Obama himself is facing a difficult election and he needs all the support he can get. But if he’s re-elected, another obstacle remains. At the beginning of his mandate, he got strongly involved with the Israeli-Palestinian peace process and only hit obstacles.

It’s now up to everyone [Palestinians, Israelis, Americans and Europeans] to think about how they are going to reinvent a peace process which has hardly moved in 18 years.

swissinfo.ch: Does the Middle East Quartet’s initiative have any chance of success?

R.M.:  It’s a completely surreal initiative. The quartet spent months trying to find a declaration on the Palestinian membership demand. In the end, all they could do was to call on the parties to finish their negotiations within a year.

The quartet is simply trying to say with its proposal that it’s still there. But the proposal risks having the opposite effect.

swissinfo.ch: Are the Palestinians taking advantage of the rise in power of emerging countries and the diminishing power of the West?

R.M.:  There is hardly any doubt that the traditional powers, especially the United States, are losing power. But nobody is taking advantage of this on the international scene and we don’t yet see a country capable of succeeding where the US has failed. We are instead in a diplomatic vacuum following the loss of US influence and credibility in the region.

Turkey has tried to raise its voice but this doesn’t give it the means today to push for a resolution to the conflict. The most probable future is not that the US would be replaced by another power but a potentially dangerous diplomatic vacuum.

None of the key actors – Israel, the Palestinians, Hamas – are looking for confrontation. But a conflict could break out over misunderstandings and the fact that we are living through a new and uncertain time in the region.

“We well remember the words of President Obama a year ago before the UN General Assembly, words that encouraged us to believe that there was hope for a breakthrough in the Middle East…

Instead we look with bitterness on a bleak horizon of lead-footed progress, stagnation and a hardening of positions. It is a fact that for over 60 years the international community has failed to resolve the conflict between Israel and Palestine. The “peace process” has replaced peace…

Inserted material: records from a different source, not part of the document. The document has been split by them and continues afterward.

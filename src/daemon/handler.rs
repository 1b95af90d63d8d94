//! Message dispatch and request handling.
//!
//! Pure logic, no I/O. Each request mutates [`DaemonState`] and yields
//! a response plus an optional [`Effect`] the daemon loop carries out
//! (persisting, clipboard writes, file transfer).

use std::path::PathBuf;

use bytes::Bytes;

use crate::history::{ClipContent, DEFAULT_IMAGE_MIME, EntryId, EntryKind, Observation};
use crate::ipc::protocol::{EntryDescriptor, Message, PROTOCOL_VERSION, Payload, Status};

use super::state::{ConnectionId, DaemonState};

/// Work the daemon loop performs after a request has been handled.
#[derive(Debug, PartialEq)]
pub enum Effect {
    /// The history changed: persist and notify subscribers.
    Changed,
    /// Put an entry back on the clipboard. The loop builds the response.
    Restore { id: u32, target: RestoreTarget },
    /// Copy the store file to a timestamped export.
    Export { id: u32 },
    /// Replace the history with the contents of a file.
    Import { id: u32, path: Option<PathBuf> },
}

/// Clipboard content to write for a restore.
#[derive(Debug, Clone, PartialEq)]
pub enum RestoreTarget {
    Text(String),
    Image { data: Bytes, mime_type: String },
}

/// Dispatch a request to its handler.
///
/// Server-originated variants sent by a client are answered with
/// `unknown_type`.
pub fn handle_message(
    state: &mut DaemonState,
    request: Message,
    connection_id: ConnectionId,
) -> (Message, Option<Effect>) {
    match request {
        Message::Hello { id, version } => (handle_hello(state, id, version, connection_id), None),
        Message::List { id } => (handle_list(state, id), None),
        Message::Ingest {
            id,
            kind,
            content,
            mime_type,
        } => handle_ingest(state, id, kind, content, mime_type),
        Message::ToggleFavorite { id, entry } => {
            match state.history_mut().toggle_favorite(EntryId::from_raw(entry)) {
                Some(favorite) => (
                    Message::ok_with(id, Payload::Favorite(favorite)),
                    Some(Effect::Changed),
                ),
                None => (Message::ok_with(id, Payload::Changed(false)), None),
            }
        }
        Message::Remove { id, entry } => {
            match state.history_mut().remove(EntryId::from_raw(entry)) {
                Some(_) => (
                    Message::ok_with(id, Payload::Changed(true)),
                    Some(Effect::Changed),
                ),
                None => (Message::ok_with(id, Payload::Changed(false)), None),
            }
        }
        Message::Clear { id } => {
            let changed = state.history_mut().clear();
            (
                Message::ok_with(id, Payload::Changed(changed)),
                changed.then_some(Effect::Changed),
            )
        }
        Message::Restore { id, entry } => handle_restore(state, id, entry),
        Message::Export { id } => (Message::ok(id), Some(Effect::Export { id })),
        Message::Import { id, path } => (
            Message::ok(id),
            Some(Effect::Import {
                id,
                path: path.map(PathBuf::from),
            }),
        ),
        Message::Subscribe { id } => {
            state.subscribe(connection_id);
            (Message::ok(id), None)
        }
        Message::HelloAck { id, .. }
        | Message::HistoryChanged { id, .. }
        | Message::Response { id, .. } => (Message::error(id, "unknown_type"), None),
    }
}

// -- Individual handlers --

fn handle_hello(
    state: &mut DaemonState,
    id: u32,
    version: u32,
    connection_id: ConnectionId,
) -> Message {
    let reason = if id != 0 {
        Some("invalid_hello_id")
    } else if version != PROTOCOL_VERSION {
        Some("version_mismatch")
    } else {
        None
    };
    if reason.is_none() {
        state.add_connection(connection_id);
    }
    Message::HelloAck {
        id: 0,
        status: if reason.is_none() {
            Status::Ok
        } else {
            Status::Error
        },
        error: reason.map(str::to_string),
    }
}

fn handle_list(state: &DaemonState, id: u32) -> Message {
    let entries = state
        .history()
        .iter()
        .map(EntryDescriptor::from)
        .collect();
    Message::ok_with(id, Payload::Entries(entries))
}

fn handle_ingest(
    state: &mut DaemonState,
    id: u32,
    kind: EntryKind,
    content: Vec<u8>,
    mime_type: Option<String>,
) -> (Message, Option<Effect>) {
    let observation = match kind {
        EntryKind::Text => match String::from_utf8(content) {
            Ok(text) => Observation::Text(text),
            Err(_) => return (Message::error(id, "invalid_content"), None),
        },
        EntryKind::Image => {
            if content.is_empty() {
                return (Message::error(id, "invalid_content"), None);
            }
            Observation::Image {
                data: Bytes::from(content),
                mime_type: mime_type
                    .filter(|m| !m.is_empty())
                    .unwrap_or_else(|| DEFAULT_IMAGE_MIME.to_string()),
            }
        }
    };

    let outcome = state.history_mut().ingest(observation);
    let changed = outcome.changed();
    (
        Message::ok_with(id, Payload::Changed(changed)),
        changed.then_some(Effect::Changed),
    )
}

fn handle_restore(state: &DaemonState, id: u32, entry: u64) -> (Message, Option<Effect>) {
    let Some(entry) = state.history().get(EntryId::from_raw(entry)) else {
        return (Message::error(id, "entry_not_found"), None);
    };
    let target = match entry.content() {
        ClipContent::Text(text) => RestoreTarget::Text(text.clone()),
        ClipContent::Image {
            data: Some(data),
            mime_type,
        } => RestoreTarget::Image {
            data: data.clone(),
            mime_type: mime_type.clone(),
        },
        ClipContent::Image { data: None, .. } => {
            return (Message::error(id, "image_unavailable"), None);
        }
    };
    (Message::ok(id), Some(Effect::Restore { id, target }))
}
//! Daemon connection for the CLI client.
//!
//! Connects to the daemon socket, performs the handshake, and exposes
//! one method per request. Requests are strictly sequential; pushed
//! `history_changed` frames that arrive while waiting for a response
//! are skipped unless the caller is watching for them.

use std::path::Path;

use futures::{SinkExt, StreamExt};
use tokio::net::UnixStream;
use tokio_util::codec::Framed;

use crate::daemon;
use crate::history::EntryKind;
use crate::ipc::codec::MessageCodec;
use crate::ipc::protocol::{EntryDescriptor, Message, PROTOCOL_VERSION, Payload, Status};

use super::ClientError;

/// A pushed change notification.
#[derive(Debug, Clone, PartialEq, Eq)]
pub struct ChangeEvent {
    pub revision: u64,
    pub len: u32,
    pub copied: Option<String>,
}

pub struct DaemonClient {
    framed: Framed<UnixStream, MessageCodec>,
    next_id: u32,
}

impl DaemonClient {
    /// Connect to the daemon at its default socket.
    pub async fn connect() -> Result<Self, ClientError> {
        let socket_path =
            daemon::resolve_socket_path().map_err(|e| ClientError::Connect(e.to_string()))?;
        Self::connect_to(&socket_path).await
    }

    /// Connect to a daemon socket and perform the handshake.
    pub async fn connect_to(socket_path: &Path) -> Result<Self, ClientError> {
        let stream = UnixStream::connect(socket_path).await.map_err(|e| {
            ClientError::Connect(format!("{}: {e} (is the daemon running?)", socket_path.display()))
        })?;
        let mut framed = Framed::new(stream, MessageCodec::new());

        framed
            .send(Message::Hello {
                id: 0,
                version: PROTOCOL_VERSION,
            })
            .await?;

        match framed.next().await {
            Some(Ok(Message::HelloAck {
                status: Status::Ok, ..
            })) => {}
            Some(Ok(Message::HelloAck { error, .. })) => {
                return Err(ClientError::Protocol(format!(
                    "handshake rejected: {}",
                    error.unwrap_or_default()
                )));
            }
            other => {
                return Err(ClientError::Protocol(format!(
                    "unexpected handshake response: {other:?}"
                )));
            }
        }

        Ok(Self { framed, next_id: 1 })
    }

    pub async fn list(&mut self) -> Result<Vec<EntryDescriptor>, ClientError> {
        let id = self.take_id();
        match self.request(Message::List { id }).await? {
            Some(Payload::Entries(entries)) => Ok(entries),
            None => Ok(Vec::new()),
            other => Err(unexpected("list", other)),
        }
    }

    /// Add text to the history. Returns whether the history changed.
    pub async fn add_text(&mut self, text: &str) -> Result<bool, ClientError> {
        let id = self.take_id();
        let request = Message::Ingest {
            id,
            kind: EntryKind::Text,
            content: text.as_bytes().to_vec(),
            mime_type: None,
        };
        self.changed("ingest", request).await
    }

    /// Flip an entry's favorite flag. Returns the new value, or `None`
    /// when the entry does not exist.
    pub async fn toggle_favorite(&mut self, entry: u64) -> Result<Option<bool>, ClientError> {
        let id = self.take_id();
        match self.request(Message::ToggleFavorite { id, entry }).await? {
            Some(Payload::Favorite(favorite)) => Ok(Some(favorite)),
            Some(Payload::Changed(false)) => Ok(None),
            other => Err(unexpected("toggle_favorite", other)),
        }
    }

    pub async fn remove(&mut self, entry: u64) -> Result<bool, ClientError> {
        let id = self.take_id();
        self.changed("remove", Message::Remove { id, entry }).await
    }

    pub async fn clear(&mut self) -> Result<bool, ClientError> {
        let id = self.take_id();
        self.changed("clear", Message::Clear { id }).await
    }

    pub async fn restore(&mut self, entry: u64) -> Result<(), ClientError> {
        let id = self.take_id();
        self.request(Message::Restore { id, entry }).await?;
        Ok(())
    }

    /// Export the history. Returns the written file's path.
    pub async fn export(&mut self) -> Result<String, ClientError> {
        let id = self.take_id();
        match self.request(Message::Export { id }).await? {
            Some(Payload::Exported(path)) => Ok(path),
            other => Err(unexpected("export", other)),
        }
    }

    /// Import a history file, replacing the current history. Returns
    /// the number of entries imported.
    ///
    /// A relative path is resolved against this process's working
    /// directory, not the daemon's.
    pub async fn import(&mut self, path: Option<&Path>) -> Result<u32, ClientError> {
        let id = self.take_id();
        let path = path.map(wire_path).transpose()?;
        match self.request(Message::Import { id, path }).await? {
            Some(Payload::Imported(count)) => Ok(count),
            other => Err(unexpected("import", other)),
        }
    }

    /// Ask the daemon to push change notifications on this connection.
    pub async fn subscribe(&mut self) -> Result<(), ClientError> {
        let id = self.take_id();
        self.request(Message::Subscribe { id }).await?;
        Ok(())
    }

    /// Wait for the next pushed change. `None` when the daemon closes
    /// the connection.
    pub async fn next_change(&mut self) -> Result<Option<ChangeEvent>, ClientError> {
        loop {
            match self.framed.next().await {
                Some(Ok(Message::HistoryChanged {
                    revision,
                    len,
                    copied,
                    ..
                })) => {
                    return Ok(Some(ChangeEvent {
                        revision,
                        len,
                        copied,
                    }));
                }
                Some(Ok(other)) => {
                    tracing::debug!(?other, "ignoring unexpected frame");
                }
                Some(Err(e)) => return Err(e.into()),
                None => return Ok(None),
            }
        }
    }

    fn take_id(&mut self) -> u32 {
        let id = self.next_id;
        self.next_id = self.next_id.wrapping_add(1).max(1);
        id
    }

    async fn changed(&mut self, op: &str, request: Message) -> Result<bool, ClientError> {
        match self.request(request).await? {
            Some(Payload::Changed(changed)) => Ok(changed),
            other => Err(unexpected(op, other)),
        }
    }

    /// Send a request and wait for its response.
    async fn request(&mut self, request: Message) -> Result<Option<Payload>, ClientError> {
        let expected = request_id(&request);
        self.framed.send(request).await?;

        loop {
            match self.framed.next().await {
                Some(Ok(Message::Response {
                    id,
                    status,
                    error,
                    payload,
                })) if id == expected => {
                    return match status {
                        Status::Ok => Ok(payload),
                        Status::Error => Err(ClientError::Daemon(error.unwrap_or_default())),
                    };
                }
                Some(Ok(Message::HistoryChanged { .. })) => continue,
                Some(Ok(other)) => {
                    return Err(ClientError::Protocol(format!(
                        "unexpected response: {other:?}"
                    )));
                }
                Some(Err(e)) => return Err(e.into()),
                None => {
                    return Err(ClientError::Protocol(
                        "daemon closed the connection".into(),
                    ));
                }
            }
        }
    }
}

fn request_id(msg: &Message) -> u32 {
    match msg {
        Message::Hello { id, .. }
        | Message::HelloAck { id, .. }
        | Message::List { id }
        | Message::Ingest { id, .. }
        | Message::ToggleFavorite { id, .. }
        | Message::Remove { id, .. }
        | Message::Clear { id }
        | Message::Restore { id, .. }
        | Message::Export { id }
        | Message::Import { id, .. }
        | Message::Subscribe { id }
        | Message::HistoryChanged { id, .. }
        | Message::Response { id, .. } => *id,
    }
}

/// Absolute, UTF-8 form of a user-supplied path for the daemon.
fn wire_path(path: &Path) -> Result<String, ClientError> {
    let absolute = std::path::absolute(path)?;
    absolute
        .to_str()
        .map(str::to_string)
        .ok_or_else(|| ClientError::InvalidPath(path.to_path_buf()))
}

fn unexpected(op: &str, payload: Option<Payload>) -> ClientError {
    ClientError::Protocol(format!("unexpected {op} payload: {payload:?}"))
}
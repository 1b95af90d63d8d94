//! Clipboard access: provider abstraction and change detection.
//!
//! The engine never assumes push notification: the daemon polls a
//! [`ClipboardProvider`] and feeds the snapshots through a
//! [`monitor::ClipboardMonitor`], which reports only changes.

pub mod monitor;
pub mod xclip;

use bytes::Bytes;

/// Clipboard errors.
#[derive(Debug, thiserror::Error)]
pub enum ClipboardError {
    /// The helper process could not be run (e.g. xclip not installed).
    #[error("clipboard helper unavailable: {0}")]
    Unavailable(String),
    /// Reading or writing failed.
    #[error("clipboard: {0}")]
    Io(String),
}

/// Reads and writes the system clipboard.
///
/// `Send + Sync` because the daemon calls it from blocking tasks.
pub trait ClipboardProvider: Send + Sync {
    /// Current text content, or `None` when the clipboard holds no text.
    fn get_text(&self) -> Result<Option<String>, ClipboardError>;

    /// Current image content as `(bytes, mime_type)`, or `None` when the
    /// clipboard holds no image.
    fn get_content(&self) -> Result<Option<(Bytes, String)>, ClipboardError>;

    fn set_text(&self, text: &str) -> Result<(), ClipboardError>;

    fn set_content(&self, data: &[u8], mime_type: &str) -> Result<(), ClipboardError>;
}

/// What the clipboard held at one poll.
#[derive(Debug, Clone, Default, PartialEq, Eq)]
pub struct ClipboardSnapshot {
    pub text: Option<String>,
    pub image: Option<(Bytes, String)>,
}

/// Read text and image content in one go.
///
/// A failure on one side is logged and treated as "nothing there" so
/// that the other side is still observed.
pub fn take_snapshot(provider: &dyn ClipboardProvider) -> ClipboardSnapshot {
    let text = provider.get_text().unwrap_or_else(|e| {
        tracing::debug!(error = %e, "clipboard text read failed");
        None
    });
    let image = provider.get_content().unwrap_or_else(|e| {
        tracing::debug!(error = %e, "clipboard image read failed");
        None
    });
    ClipboardSnapshot { text, image }
}

/// In-memory clipboard used by tests.
#[cfg(test)]
#[derive(Debug, Default)]
pub struct MemoryClipboard {
    state: std::sync::Mutex<ClipboardSnapshot>,
    fail_writes: std::sync::atomic::AtomicBool,
}

#[cfg(test)]
impl MemoryClipboard {
    pub fn new() -> Self {
        Self::default()
    }

    /// Simulate a copy of text by another application.
    pub fn copy_text(&self, text: &str) {
        let mut state = self.state.lock().unwrap();
        state.text = Some(text.to_string());
        state.image = None;
    }

    /// Simulate a copy of an image by another application.
    pub fn copy_image(&self, data: &[u8], mime_type: &str) {
        let mut state = self.state.lock().unwrap();
        state.text = None;
        state.image = Some((Bytes::copy_from_slice(data), mime_type.to_string()));
    }

    pub fn current(&self) -> ClipboardSnapshot {
        self.state.lock().unwrap().clone()
    }

    pub fn fail_writes(&self, fail: bool) {
        self.fail_writes
            .store(fail, std::sync::atomic::Ordering::Relaxed);
    }

    fn check_writable(&self) -> Result<(), ClipboardError> {
        if self.fail_writes.load(std::sync::atomic::Ordering::Relaxed) {
            Err(ClipboardError::Io("write refused".into()))
        } else {
            Ok(())
        }
    }
}

#[cfg(test)]
impl ClipboardProvider for MemoryClipboard {
    fn get_text(&self) -> Result<Option<String>, ClipboardError> {
        Ok(self.state.lock().unwrap().text.clone())
    }

    fn get_content(&self) -> Result<Option<(Bytes, String)>, ClipboardError> {
        Ok(self.state.lock().unwrap().image.clone())
    }

    fn set_text(&self, text: &str) -> Result<(), ClipboardError> {
        self.check_writable()?;
        self.copy_text(text);
        Ok(())
    }

    fn set_content(&self, data: &[u8], mime_type: &str) -> Result<(), ClipboardError> {
        self.check_writable()?;
        self.copy_image(data, mime_type);
        Ok(())
    }
}
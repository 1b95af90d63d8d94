//! Daemon configuration, built from command-line arguments.

use std::time::Duration;

pub const MIN_CAPACITY: usize = 5;
pub const MAX_CAPACITY: usize = 50;
pub const DEFAULT_CAPACITY: usize = 20;
pub const DEFAULT_PREVIEW_LENGTH: usize = 15;
pub const DEFAULT_POLL_INTERVAL: Duration = Duration::from_millis(300);
pub const DEFAULT_CLIPBOARD_TIMEOUT: Duration = Duration::from_secs(2);

/// Settings the history engine runs with.
#[derive(Debug, Clone, PartialEq, Eq)]
pub struct HistoryConfig {
    /// Maximum number of entries kept.
    pub history_capacity: usize,
    /// Characters shown in copy notifications.
    pub preview_length: usize,
    /// Attach a preview of each newly copied entry to change pushes.
    pub notify_on_copy: bool,
    /// How often the clipboard is polled.
    pub poll_interval: Duration,
    /// Longest the loop waits on a single clipboard read or write.
    pub clipboard_timeout: Duration,
}

impl Default for HistoryConfig {
    fn default() -> Self {
        Self {
            history_capacity: DEFAULT_CAPACITY,
            preview_length: DEFAULT_PREVIEW_LENGTH,
            notify_on_copy: false,
            poll_interval: DEFAULT_POLL_INTERVAL,
            clipboard_timeout: DEFAULT_CLIPBOARD_TIMEOUT,
        }
    }
}
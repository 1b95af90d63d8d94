//! Debounced search scheduling.
//!
//! Each new query cancels the pending evaluation and schedules a fresh
//! one after a quiet period. At most one evaluation is in flight, and
//! a superseded one never fires: its timer task is aborted, and a
//! generation check drops anything it managed to send before the abort.

use std::time::Duration;

use tokio::sync::mpsc;
use tokio::task::JoinHandle;

/// Quiet period before a search runs.
pub const DEFAULT_QUIET_PERIOD: Duration = Duration::from_millis(300);

#[derive(Debug)]
pub struct SearchDebouncer {
    quiet: Duration,
    generation: u64,
    pending: Option<JoinHandle<()>>,
    tx: mpsc::UnboundedSender<(u64, String)>,
    rx: mpsc::UnboundedReceiver<(u64, String)>,
}

impl SearchDebouncer {
    pub fn new(quiet: Duration) -> Self {
        let (tx, rx) = mpsc::unbounded_channel();
        Self {
            quiet,
            generation: 0,
            pending: None,
            tx,
            rx,
        }
    }

    /// Replace any pending evaluation with one for `query`.
    ///
    /// Must be called from within a tokio runtime.
    pub fn schedule(&mut self, query: impl Into<String>) {
        self.cancel();
        let generation = self.generation;
        let query = query.into();
        let quiet = self.quiet;
        let tx = self.tx.clone();
        self.pending = Some(tokio::spawn(async move {
            tokio::time::sleep(quiet).await;
            let _ = tx.send((generation, query));
        }));
    }

    /// Drop the pending evaluation, if any.
    pub fn cancel(&mut self) {
        self.generation += 1;
        if let Some(handle) = self.pending.take() {
            handle.abort();
        }
    }

    pub fn is_pending(&self) -> bool {
        self.pending.is_some()
    }

    /// Wait for the current evaluation to come due and return its query.
    ///
    /// Pends forever while nothing is scheduled. Cancel-safe, so it can
    /// sit in a `select!` arm.
    pub async fn fired(&mut self) -> String {
        loop {
            let Some((generation, query)) = self.rx.recv().await else {
                // Unreachable while `self.tx` is alive.
                return std::future::pending().await;
            };
            if generation == self.generation {
                self.pending = None;
                return query;
            }
            tracing::trace!(generation, "dropping stale search evaluation");
        }
    }
}

impl Default for SearchDebouncer {
    fn default() -> Self {
        Self::new(DEFAULT_QUIET_PERIOD)
    }
}

impl Drop for SearchDebouncer {
    fn drop(&mut self) {
        if let Some(handle) = self.pending.take() {
            handle.abort();
        }
    }
}
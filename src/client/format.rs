//! Output formatting for CLI client commands.
//!
//! Human-readable tables: favorites first, then the rest of the
//! history, each row carrying the entry id used by other commands.

use chrono::{Local, TimeZone};

use crate::history::search::FilteredView;
use crate::history::{EntryKind, IMAGE_LABEL, truncate_preview};
use crate::ipc::protocol::EntryDescriptor;

use super::daemon_client::ChangeEvent;

/// Characters of entry text shown per row.
pub const ROW_PREVIEW_CHARS: usize = 60;

/// Print a filtered history view in two sections.
pub fn print_history(view: &FilteredView<EntryDescriptor>, query: &str) {
    if !view.has_results() {
        if query.trim().is_empty() {
            println!("No clipboard history");
        } else {
            println!("No matches for \"{}\"", query.trim());
        }
        return;
    }

    if !view.favorites.is_empty() {
        println!("Favorites");
        print_rows(&view.favorites);
        if !view.others.is_empty() {
            println!();
        }
    }
    if !view.others.is_empty() {
        println!("History");
        print_rows(&view.others);
    }
    if !query.trim().is_empty() {
        println!("\n{} matching entries", view.len());
    }
}

fn print_rows(entries: &[EntryDescriptor]) {
    println!("{:>8} {:<19} PREVIEW", "ID", "COPIED");
    println!("{}", "-".repeat(80));
    for entry in entries {
        println!("{}", format_row(entry));
    }
}

/// Print a pushed change notification.
pub fn print_change(event: &ChangeEvent) {
    match &event.copied {
        Some(preview) => println!("Copied: {preview}"),
        None => println!(
            "History changed (revision {}, {} entries)",
            event.revision, event.len
        ),
    }
}

pub fn print_added(changed: bool) {
    if changed {
        println!("Added to history");
    } else {
        println!("History unchanged: already at the top, or no room beside favorites");
    }
}

pub fn print_favorite(entry: u64, favorite: bool) {
    if favorite {
        println!("Entry {entry} marked as favorite");
    } else {
        println!("Entry {entry} unmarked as favorite");
    }
}

pub fn print_removed(entry: u64) {
    println!("Entry {entry} removed");
}

pub fn print_missing(entry: u64) {
    println!("No entry {entry} in the history");
}

pub fn print_cleared(changed: bool) {
    if changed {
        println!("Clipboard history cleared");
    } else {
        println!("History was already empty");
    }
}

pub fn print_restored(entry: u64) {
    println!("Entry {entry} copied to clipboard");
}

pub fn print_exported(path: &str) {
    println!("History exported to {path}");
}

pub fn print_imported(count: u32) {
    println!("Imported {count} items");
}

/// One table row: id, capture time, single-line preview.
fn format_row(entry: &EntryDescriptor) -> String {
    format!(
        "{:>8} {:<19} {}",
        entry.entry,
        format_timestamp(entry.timestamp),
        row_preview(entry),
    )
}

fn row_preview(entry: &EntryDescriptor) -> String {
    let label = match (entry.kind, entry.text.as_deref()) {
        (EntryKind::Text, Some(text)) => {
            let flat: String = text
                .chars()
                .map(|c| if c.is_control() { ' ' } else { c })
                .collect();
            truncate_preview(&flat, ROW_PREVIEW_CHARS)
        }
        _ => IMAGE_LABEL.to_string(),
    };
    if entry.favorite {
        format!("* {label}")
    } else {
        label
    }
}

/// Local `YYYY-MM-DD HH:MM:SS` for epoch millis; `-` when unknown.
fn format_timestamp(millis: u64) -> String {
    if millis == 0 {
        return "-".to_string();
    }
    i64::try_from(millis)
        .ok()
        .and_then(|ms| Local.timestamp_millis_opt(ms).single())
        .map(|t| t.format("%Y-%m-%d %H:%M:%S").to_string())
        .unwrap_or_else(|| "-".to_string())
}
//! Persistence codec: history ⇄ JSON record list.
//!
//! File format: a JSON array, one record per entry, newest first:
//!
//! ```text
//! [{ "type": 0|1, "timestamp": <epoch-ms>, "favorite": <bool>,
//!    "content": <string|null>, "mimeType": <string, image only> }, ...]
//! ```
//!
//! Image bytes are not persisted: image records keep their MIME type,
//! timestamp and favorite flag, and come back with no data.

use serde::{Deserialize, Serialize};

use crate::history::{ClipContent, ClipEntry, DEFAULT_IMAGE_MIME, epoch_millis};

/// Record `type` value for text entries.
pub const TYPE_TEXT: i64 = 0;
/// Record `type` value for image entries.
pub const TYPE_IMAGE: i64 = 1;

#[derive(Debug, Serialize)]
struct RecordOut<'a> {
    #[serde(rename = "type")]
    kind: i64,
    timestamp: u64,
    favorite: bool,
    content: Option<&'a str>,
    #[serde(rename = "mimeType", skip_serializing_if = "Option::is_none")]
    mime_type: Option<&'a str>,
}

/// Untrusted record as read from disk. Every field is optional so a
/// single bad record never fails the whole list.
#[derive(Debug, Deserialize)]
struct RecordIn {
    #[serde(rename = "type")]
    kind: Option<i64>,
    timestamp: Option<u64>,
    favorite: Option<bool>,
    content: Option<String>,
    #[serde(rename = "mimeType")]
    mime_type: Option<String>,
}

/// Why a byte buffer could not be read as a record list at all.
#[derive(Debug, thiserror::Error)]
pub enum DecodeError {
    #[error("invalid JSON: {0}")]
    InvalidJson(#[from] serde_json::Error),
    #[error("top-level value is not an array")]
    NotAnArray,
}

/// Successfully parsed record list.
#[derive(Debug)]
pub struct Decoded {
    /// Valid entries, in file order.
    pub entries: Vec<ClipEntry>,
    /// Number of records dropped by validation.
    pub dropped: usize,
}

/// Serialize the history to pretty-printed JSON.
///
/// Text entries without content are skipped with a warning. Unknown
/// timestamps (0) are written as the current time.
pub fn serialize(entries: &[ClipEntry]) -> Result<Vec<u8>, serde_json::Error> {
    let now = epoch_millis();
    let mut records = Vec::with_capacity(entries.len());

    for (index, entry) in entries.iter().enumerate() {
        let timestamp = if entry.created_at() == 0 {
            now
        } else {
            entry.created_at()
        };
        let record = match entry.content() {
            ClipContent::Text(text) if text.is_empty() => {
                tracing::warn!(index, "text entry without content, skipping");
                continue;
            }
            ClipContent::Text(text) => RecordOut {
                kind: TYPE_TEXT,
                timestamp,
                favorite: entry.is_favorite(),
                content: Some(text.as_str()),
                mime_type: None,
            },
            ClipContent::Image { mime_type, .. } => RecordOut {
                kind: TYPE_IMAGE,
                timestamp,
                favorite: entry.is_favorite(),
                content: None,
                mime_type: Some(if mime_type.is_empty() {
                    DEFAULT_IMAGE_MIME
                } else {
                    mime_type.as_str()
                }),
            },
        };
        records.push(record);
    }

    serde_json::to_vec_pretty(&records)
}

/// Strictly parse a record list, validating each record.
///
/// Fails only when the buffer is not JSON or not an array. Invalid
/// records (unknown `type`, text without content, wrong field types)
/// are dropped and counted.
pub fn decode(bytes: &[u8]) -> Result<Decoded, DecodeError> {
    let value: serde_json::Value = serde_json::from_slice(bytes)?;
    let serde_json::Value::Array(items) = value else {
        return Err(DecodeError::NotAnArray);
    };

    let total = items.len();
    let mut entries = Vec::with_capacity(total);
    for (index, item) in items.into_iter().enumerate() {
        match serde_json::from_value::<RecordIn>(item) {
            Ok(record) => match into_entry(record) {
                Some(entry) => entries.push(entry),
                None => tracing::warn!(index, "invalid history record, skipping"),
            },
            Err(e) => tracing::warn!(index, error = %e, "malformed history record, skipping"),
        }
    }

    let dropped = total - entries.len();
    if dropped > 0 {
        tracing::info!(dropped, kept = entries.len(), "filtered invalid history records");
    }
    Ok(Decoded { entries, dropped })
}

/// Soft variant of [`decode`]: any failure yields an empty history.
pub fn deserialize(bytes: &[u8]) -> Vec<ClipEntry> {
    match decode(bytes) {
        Ok(decoded) => decoded.entries,
        Err(e) => {
            tracing::warn!(error = %e, "unreadable history data, starting empty");
            Vec::new()
        }
    }
}

fn into_entry(record: RecordIn) -> Option<ClipEntry> {
    let timestamp = record.timestamp.unwrap_or(0);
    let favorite = record.favorite.unwrap_or(false);
    let entry = match record.kind? {
        TYPE_TEXT => {
            let content = record.content.filter(|c| !c.is_empty())?;
            ClipEntry::text(content, timestamp)
        }
        TYPE_IMAGE => {
            let mime_type = record
                .mime_type
                .filter(|m| !m.is_empty())
                .unwrap_or_else(|| DEFAULT_IMAGE_MIME.to_string());
            ClipEntry::image(None, mime_type, timestamp)
        }
        _ => return None,
    };
    Some(entry.with_favorite(favorite))
}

The Geneva Initiative is today a consolidated, detailed proposal compatible with internationally accepted parameters, including the Arab Peace Initiative. It remains at the disposal of the decision makers, as well as of the populations whose right it is to demand peace…”

From the speech by Foreign Minister and Swiss President Micheline Calmy-Rey to the UN General Assembly on September 21, 2011.